1. Application of the same criteria. The prohibitions on conditioning in § 205.17(b)(2) generally require an institution to apply the same criteria for deciding when to pay overdrafts for checks, ACH transactions, and other types of transactions, whether or not the consumer has affirmatively consented to the institution's overdraft service with respect to ATM and one-time debit card overdrafts. For example, if an institution's internal criteria would lead the institution to pay a check overdraft if the consumer had affirmatively consented to the institution's overdraft service for ATM and one-time debit card transactions, it must also apply the same criteria in a consistent manner in determining whether to pay the check overdraft if the consumer has not opted in.
2. No requirement to pay overdrafts on checks, ACH transactions, or other types of transactions. The prohibition on conditioning in § 205.17(b)(2) does not require an institution to pay overdrafts on checks, ACH transactions, or other types of transactions in all circumstances. Rather, the rule simply prohibits institutions from considering the consumer's decision not to opt in when deciding whether to pay overdrafts for checks, ACH transactions, or other types of transactions.

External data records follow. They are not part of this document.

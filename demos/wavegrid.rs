//! Terminal wavegrid search.
//!
//! Run: cargo run --bin wavegrid -- --size 60 --seed 7
//!
//! Set `RUST_LOG` to change the log level (default: `info` without the
//! renderer, `warn` with it).

use clap::Parser;
use wavegrid_demos::{Args, results_table, run};

fn main() {
    let args = Args::parse();
    let level = if args.renders() { "warn" } else { "info" };
    env_logger::Builder::from_env(env_logger::Env::default().default_filter_or(level)).init();

    match run(&args) {
        Ok(reports) => print!("{}", results_table(&reports)),
        Err(e) => {
            eprintln!("Error: {e}");
            std::process::exit(1);
        }
    }
}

2. Limited-feature bank accounts. Section 205.17(b)(3) does not prohibit institutions from offering deposit account products with limited features, provided that a consumer is not required to open such an account because the consumer did not opt in. For example, § 205.17(b)(3) does not prohibit an institution from offering a checking account designed to comply with state basic banking laws, or designed for consumers who are not eligible for a checking account because of their credit or checking account history, which may include features limiting the payment of overdrafts. However, a consumer who applies, and is otherwise eligible, for a full-service or other particular deposit account product may not be provided instead with the account with more limited features because the consumer has declined to opt in.
1. Early compliance. A financial institution may provide the notice required by § 205(b)(1)(i) and obtain the consumer's affirmative consent to the financial institution's overdraft service for ATM and one-time debit card transactions prior to July 1, 2010, provided that the financial institution complies with all of the requirements of this section.

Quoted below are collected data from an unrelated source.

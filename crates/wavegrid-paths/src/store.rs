//! The per-cell content table shared by both frontiers.
//!
//! [`GridStore`] keeps one byte per cell in row-major order. Backpointers
//! live in those bytes, so a route is an implicit linked list over the flat
//! array rather than a graph of nodes.

use wavegrid_core::{Direction, Point, Range};

/// Which frontier claimed a cell.
#[derive(Copy, Clone, Debug, PartialEq, Eq, Hash)]
#[cfg_attr(feature = "serde", derive(serde::Serialize, serde::Deserialize))]
pub enum Owner {
    Start,
    Finish,
}

impl Owner {
    /// The opposing frontier.
    #[inline]
    pub const fn other(self) -> Owner {
        match self {
            Owner::Start => Owner::Finish,
            Owner::Finish => Owner::Start,
        }
    }
}

/// A cell claimed by a frontier.
///
/// `from` is the backpointer: the direction from this cell toward the cell
/// it was expanded from. Anchors carry no backpointer.
#[derive(Copy, Clone, Debug, PartialEq, Eq, Hash)]
#[cfg_attr(feature = "serde", derive(serde::Serialize, serde::Deserialize))]
pub struct PathMark {
    pub owner: Owner,
    pub from: Option<Direction>,
}

impl PathMark {
    /// The zero-step mark placed on a frontier's anchor.
    #[inline]
    pub const fn anchor(owner: Owner) -> Self {
        Self { owner, from: None }
    }

    #[inline]
    pub const fn is_anchor(self) -> bool {
        self.from.is_none()
    }

    /// The cell this mark was expanded from, if any.
    #[inline]
    pub fn predecessor(self, p: Point) -> Option<Point> {
        self.from.map(|d| d.step(p))
    }
}

/// Content of one grid cell.
#[derive(Copy, Clone, Debug, Default, PartialEq, Eq, Hash)]
#[cfg_attr(feature = "serde", derive(serde::Serialize, serde::Deserialize))]
pub enum Cell {
    /// Unvisited and traversable.
    #[default]
    Empty,
    /// Permanently blocked.
    Obstruction,
    /// Claimed by a frontier.
    Mark(PathMark),
}

// Packed layout: bits 0..=2 direction, bit 3 owner, bit 4 mark, bit 5 anchor.
const EMPTY_BITS: u8 = 0;
const OBSTRUCTION_BITS: u8 = 1;
const DIRECTION_MASK: u8 = 0b0000_0111;
const FINISH_BIT: u8 = 0b0000_1000;
const MARK_BIT: u8 = 0b0001_0000;
const ANCHOR_BIT: u8 = 0b0010_0000;

impl Cell {
    /// Pack into the one-byte storage form.
    #[inline]
    pub const fn encode(self) -> u8 {
        match self {
            Cell::Empty => EMPTY_BITS,
            Cell::Obstruction => OBSTRUCTION_BITS,
            Cell::Mark(m) => {
                let owner = match m.owner {
                    Owner::Start => 0,
                    Owner::Finish => FINISH_BIT,
                };
                let from = match m.from {
                    Some(d) => d.index(),
                    None => ANCHOR_BIT,
                };
                MARK_BIT | owner | from
            }
        }
    }

    /// Unpack a byte produced by [`encode`](Self::encode). Bytes without the
    /// mark bit other than the obstruction value read as `Empty`.
    #[inline]
    pub const fn decode(bits: u8) -> Cell {
        if bits & MARK_BIT == 0 {
            return if bits == OBSTRUCTION_BITS {
                Cell::Obstruction
            } else {
                Cell::Empty
            };
        }
        let owner = if bits & FINISH_BIT == 0 {
            Owner::Start
        } else {
            Owner::Finish
        };
        let from = if bits & ANCHOR_BIT == 0 {
            Some(Direction::from_index(bits & DIRECTION_MASK))
        } else {
            None
        };
        Cell::Mark(PathMark { owner, from })
    }

    #[inline]
    pub const fn is_empty(self) -> bool {
        matches!(self, Cell::Empty)
    }

    #[inline]
    pub const fn is_obstruction(self) -> bool {
        matches!(self, Cell::Obstruction)
    }

    #[inline]
    pub const fn mark(self) -> Option<PathMark> {
        match self {
            Cell::Mark(m) => Some(m),
            _ => None,
        }
    }

    #[inline]
    pub const fn owner(self) -> Option<Owner> {
        match self {
            Cell::Mark(m) => Some(m.owner),
            _ => None,
        }
    }
}

/// A square table of [`Cell`]s, `side` cells per row.
#[derive(Clone, Debug, PartialEq, Eq)]
pub struct GridStore {
    side: i32,
    cells: Vec<u8>,
}

impl GridStore {
    /// Create a store of `side × side` empty cells. A non-positive side
    /// gives an empty store.
    pub fn new(side: i32) -> Self {
        let side = side.max(0);
        Self {
            side,
            cells: vec![EMPTY_BITS; (side as usize) * (side as usize)],
        }
    }

    /// Number of cells per row (and per column).
    #[inline]
    pub fn side(&self) -> i32 {
        self.side
    }

    /// The addressable square `[0, side)²`.
    #[inline]
    pub fn range(&self) -> Range {
        Range::square(self.side)
    }

    #[inline]
    pub fn len(&self) -> usize {
        self.cells.len()
    }

    #[inline]
    pub fn is_empty(&self) -> bool {
        self.cells.is_empty()
    }

    #[inline]
    pub fn contains(&self, p: Point) -> bool {
        self.range().contains(p)
    }

    /// Flat index of `p`, or `None` if out of range.
    #[inline]
    fn idx(&self, p: Point) -> Option<usize> {
        if !self.contains(p) {
            return None;
        }
        Some((p.y as usize) * (self.side as usize) + (p.x as usize))
    }

    #[inline]
    #[track_caller]
    fn index(&self, p: Point) -> usize {
        match self.idx(p) {
            Some(i) => i,
            None => panic!(
                "grid address {p} outside [0, {})\u{b2}",
                self.side
            ),
        }
    }

    /// Checked read: `None` outside the grid.
    #[inline]
    pub fn get(&self, p: Point) -> Option<Cell> {
        self.idx(p).map(|i| Cell::decode(self.cells[i]))
    }

    /// Content of `p`.
    ///
    /// # Panics
    ///
    /// If `p` lies outside `[0, side)²`.
    #[inline]
    #[track_caller]
    pub fn content_at(&self, p: Point) -> Cell {
        Cell::decode(self.cells[self.index(p)])
    }

    /// Overwrite the content of `p`, honouring the cell life cycle: only
    /// `Empty` cells change, and writing the current value is a no-op.
    /// Returns whether the cell now holds `cell`.
    ///
    /// # Panics
    ///
    /// If `p` lies outside `[0, side)²`, and in debug builds on an illegal
    /// transition (rewriting an obstruction or a claimed cell).
    #[track_caller]
    pub fn set_content(&mut self, p: Point, cell: Cell) -> bool {
        let i = self.index(p);
        let current = Cell::decode(self.cells[i]);
        if current == cell {
            return true;
        }
        if !current.is_empty() {
            debug_assert!(false, "illegal transition at {p}: {current:?} -> {cell:?}");
            return false;
        }
        self.cells[i] = cell.encode();
        true
    }

    /// Claim `p` for `owner` with a backpointer `from`, if it is empty.
    ///
    /// Out-of-range addresses, obstructions and claimed cells are left
    /// untouched and return `false`. First writer wins.
    #[inline]
    pub fn claim(&mut self, p: Point, owner: Owner, from: Direction) -> bool {
        let Some(i) = self.idx(p) else {
            return false;
        };
        if self.cells[i] != EMPTY_BITS {
            return false;
        }
        self.cells[i] = Cell::Mark(PathMark {
            owner,
            from: Some(from),
        })
        .encode();
        true
    }

    /// Row-major iterator over `(Point, Cell)` pairs.
    pub fn iter(&self) -> impl Iterator<Item = (Point, Cell)> + '_ {
        self.range()
            .iter()
            .zip(self.cells.iter())
            .map(|(p, &bits)| (p, Cell::decode(bits)))
    }

    /// Count the cells satisfying a predicate.
    pub fn count(&self, mut f: impl FnMut(Cell) -> bool) -> usize {
        self.cells.iter().filter(|&&bits| f(Cell::decode(bits))).count()
    }

    /// The packed row-major byte table.
    #[inline]
    pub fn raw(&self) -> &[u8] {
        &self.cells
    }
}

#[cfg(test)]
mod tests {
    use super::*;

    #[test]
    fn new_store_is_empty() {
        let s = GridStore::new(4);
        assert_eq!(s.len(), 16);
        assert_eq!(s.side(), 4);
        assert_eq!(s.count(Cell::is_empty), 16);
        assert!(GridStore::new(0).is_empty());
        assert!(GridStore::new(-2).is_empty());
    }

    #[test]
    fn encoding_round_trips_every_variant() {
        let mut cells = vec![Cell::Empty, Cell::Obstruction];
        for owner in [Owner::Start, Owner::Finish] {
            cells.push(Cell::Mark(PathMark::anchor(owner)));
            for d in Direction::ALL {
                cells.push(Cell::Mark(PathMark {
                    owner,
                    from: Some(d),
                }));
            }
        }
        let mut seen = std::collections::HashSet::new();
        for c in cells {
            let bits = c.encode();
            assert!(seen.insert(bits), "duplicate encoding for {c:?}");
            assert_eq!(Cell::decode(bits), c);
        }
    }

    #[test]
    fn owner_and_direction_fit_in_a_nibble() {
        for owner in [Owner::Start, Owner::Finish] {
            for d in Direction::ALL {
                let bits = Cell::Mark(PathMark {
                    owner,
                    from: Some(d),
                })
                .encode();
                assert!(bits & !MARK_BIT < 16);
            }
        }
    }

    #[test]
    fn set_and_get() {
        let mut s = GridStore::new(3);
        let p = Point::new(2, 1);
        assert!(s.set_content(p, Cell::Obstruction));
        assert_eq!(s.content_at(p), Cell::Obstruction);
        assert_eq!(s.get(p), Some(Cell::Obstruction));
        assert_eq!(s.get(Point::new(3, 0)), None);
        assert_eq!(s.raw()[5], OBSTRUCTION_BITS);
    }

    #[test]
    #[should_panic(expected = "outside")]
    fn content_at_out_of_bounds_panics() {
        let s = GridStore::new(3);
        s.content_at(Point::new(0, 3));
    }

    #[test]
    fn claim_is_first_writer_wins() {
        let mut s = GridStore::new(3);
        let p = Point::new(1, 1);
        assert!(s.claim(p, Owner::Start, Direction::W));
        assert!(!s.claim(p, Owner::Finish, Direction::E));
        assert_eq!(s.content_at(p).owner(), Some(Owner::Start));
        assert_eq!(
            s.content_at(p).mark().and_then(|m| m.predecessor(p)),
            Some(Point::new(0, 1))
        );
    }

    #[test]
    #[cfg(debug_assertions)]
    #[should_panic(expected = "illegal transition")]
    fn rewriting_an_obstruction_panics_in_debug() {
        let mut s = GridStore::new(3);
        let p = Point::new(1, 1);
        s.set_content(p, Cell::Obstruction);
        s.set_content(p, Cell::Mark(PathMark::anchor(Owner::Start)));
    }

    #[test]
    #[cfg(debug_assertions)]
    #[should_panic(expected = "illegal transition")]
    fn handing_a_mark_to_the_other_owner_panics_in_debug() {
        let mut s = GridStore::new(3);
        let p = Point::new(0, 2);
        s.set_content(p, Cell::Mark(PathMark::anchor(Owner::Start)));
        s.set_content(p, Cell::Mark(PathMark::anchor(Owner::Finish)));
    }

    #[test]
    #[cfg(not(debug_assertions))]
    fn illegal_transitions_are_refused() {
        let mut s = GridStore::new(3);
        let p = Point::new(1, 1);
        s.set_content(p, Cell::Obstruction);
        assert!(!s.set_content(p, Cell::Mark(PathMark::anchor(Owner::Start))));
        assert_eq!(s.content_at(p), Cell::Obstruction);
    }

    #[test]
    fn rewriting_the_same_content_is_a_no_op() {
        let mut s = GridStore::new(3);
        let p = Point::new(2, 2);
        let mark = Cell::Mark(PathMark::anchor(Owner::Finish));
        assert!(s.set_content(p, mark));
        assert!(s.set_content(p, mark));
        assert_eq!(s.content_at(p), mark);
    }

    #[test]
    fn refused_claim_leaves_the_cell_unchanged() {
        let mut s = GridStore::new(3);
        let p = Point::new(1, 0);
        assert!(s.claim(p, Owner::Finish, Direction::SE));
        let before = s.raw().to_vec();
        assert!(!s.claim(p, Owner::Start, Direction::W));
        assert!(!s.claim(p, Owner::Finish, Direction::N));
        assert_eq!(s.raw(), &before[..]);
        assert_eq!(
            s.content_at(p),
            Cell::Mark(PathMark {
                owner: Owner::Finish,
                from: Some(Direction::SE),
            })
        );
    }

    #[test]
    fn claim_skips_obstructions_and_outside() {
        let mut s = GridStore::new(3);
        s.set_content(Point::new(0, 0), Cell::Obstruction);
        assert!(!s.claim(Point::new(0, 0), Owner::Start, Direction::N));
        assert!(!s.claim(Point::new(-1, 0), Owner::Start, Direction::N));
        assert_eq!(s.content_at(Point::new(0, 0)), Cell::Obstruction);
    }

    #[test]
    fn iter_is_row_major() {
        let mut s = GridStore::new(2);
        s.set_content(Point::new(1, 0), Cell::Obstruction);
        let items: Vec<_> = s.iter().collect();
        assert_eq!(items.len(), 4);
        assert_eq!(items[1], (Point::new(1, 0), Cell::Obstruction));
        assert_eq!(items[2], (Point::new(0, 1), Cell::Empty));
    }
}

5. Alternative plans for covering overdrafts. If the institution offers both a line of credit subject to the Board's Regulation Z (12 CFR qart 226) and a service that transfers funds from another account of the consumer held at the institution to cover overdrafts, the institution must state in its opt-in notice that both alternative plans are offered. For example, the notice might state “We also offer overdraft protection plans, such as a link to a savings account or to an overdraft line of credit, which may be less expensive than our standard overdraft practices.” If the institution offers one, but not the other, it must state in its opt-in notice the alternative plan that it offers. If the institution does not offer either plan, it should omit the reference to the alternative plans.
§ 205.18Requirements for Financial Institutions Offering Payroll Card Accounts.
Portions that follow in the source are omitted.